Leviathan Gets EUREKA Grant to Tap Municipal Hydro Power

leviathan energy water pipes Leviathan Energy has been awarded a EUREKA grant of over €1 million to further develop and test its completely unique hydro power turbine in city pipes.

Leviathan’s Benkatina turbine makes hydro energy from right inside the pipes that run underneath cities (and up and down hills) carrying municipal waste water.

The company’s highly-efficient patent-pending hydroelectric turbine can make power in a wide range of conditions in carrying various kinds of liquids, including fresh and waste water, rain water and industrial run-off, and water flowing through gutters and drainage canals.

The award is to fund a prototype to be developed in partnership with two Italian companies, to be tested in the Alps in Northern Italy, Planet Energy News is reporting. Leviathan’s hydro turbine can be integrated into any existing or planned downhill flow system.

The partnering companies are ENCO Engineering Consultants SRL, an international civil engineering consultancy that does feasibility studies and testing, and Fontana SRL that manufactures heavy-duty industrial equipment. They might have an interest in a future product for an as yet untapped market.

“Fontana SRL and ENCO SRL, partners de facto in the hydroelectric power plant construction sector, have been looking for products suitable for their niche market and Leviathan’s represents a great opportunity for them to reach this market, which is still in an embryonic state,” the partners said in a statement.

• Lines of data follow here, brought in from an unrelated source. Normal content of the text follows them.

//! In-process canvas store

use super::CanvasStore;
use crate::error::Result;
use async_trait::async_trait;
use tokio::sync::RwLock;
use tracing::debug;

/// In-memory canvas (for development/testing)
///
/// The canvas is lost on restart.
#[derive(Debug, Default)]
pub struct MemoryCanvasStore {
    bytes: RwLock<Vec<u8>>,
}

impl MemoryCanvasStore {
    /// Create an empty store
    #[must_use]
    pub fn new() -> Self {
        Self::default()
    }

    /// Create a store holding `bytes`
    #[must_use]
    pub fn with_bytes(bytes: impl Into<Vec<u8>>) -> Self {
        Self {
            bytes: RwLock::new(bytes.into()),
        }
    }
}

#[async_trait]
impl CanvasStore for MemoryCanvasStore {
    async fn get(&self) -> Result<Vec<u8>> {
        Ok(self.bytes.read().await.clone())
    }

    async fn set_range(&self, offset: usize, bytes: &[u8]) -> Result<()> {
        let mut canvas = self.bytes.write().await;
        let end = offset + bytes.len();
        // SETRANGE semantics: pad with zero bytes when writing past the end
        if canvas.len() < end {
            canvas.resize(end, 0);
        }
        canvas[offset..end].copy_from_slice(bytes);
        Ok(())
    }

    async fn initialize(&self, len: usize) -> Result<bool> {
        let mut canvas = self.bytes.write().await;
        if !canvas.is_empty() {
            return Ok(false);
        }
        *canvas = vec![b'0'; len];
        debug!(len, "Seeded blank in-memory canvas");
        Ok(true)
    }

    fn backend(&self) -> &'static str {
        "memory"
    }
}

#[cfg(test)]
mod tests {
    use super::*;

    #[tokio::test]
    async fn test_missing_canvas_reads_empty() {
        let store = MemoryCanvasStore::new();
        assert!(store.get().await.unwrap().is_empty());
    }

    #[tokio::test]
    async fn test_initialize_once() {
        let store = MemoryCanvasStore::new();
        assert!(store.initialize(4).await.unwrap());
        assert_eq!(store.get().await.unwrap(), b"0000".to_vec());

        tokio_test::assert_ok!(store.set_range(1, b"7").await);
        assert!(!store.initialize(4).await.unwrap());
        assert_eq!(store.get().await.unwrap(), b"0700".to_vec());
    }

    #[tokio::test]
    async fn test_set_range_past_end_pads() {
        let store = MemoryCanvasStore::with_bytes(b"01".to_vec());
        store.set_range(4, b"9").await.unwrap();
        assert_eq!(store.get().await.unwrap(), vec![b'0', b'1', 0, 0, b'9']);
    }
}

The goal is to produce and then monitor production from a scale model able to produce 50 kilowatts per hour, with the idea of getting it to the huge European market. Forty EU countries are members of EUREKA, which is devoted to sharing industrial R&D among member nations to speed development of innovative technology. In 2000, Israel was invited to join the group as the only non-EU member.

In early tests it looks like Israel’s Leviathan turbine is able to very cost-effectively make electricity at an estimated $2,000 per KW, but so far only smaller prototypes have been installed. Their turbine now produces enough electricity to power the adjacent needs of the system in the national water company system operated by Mekorot, and a system has been sold to a city in the Philippines.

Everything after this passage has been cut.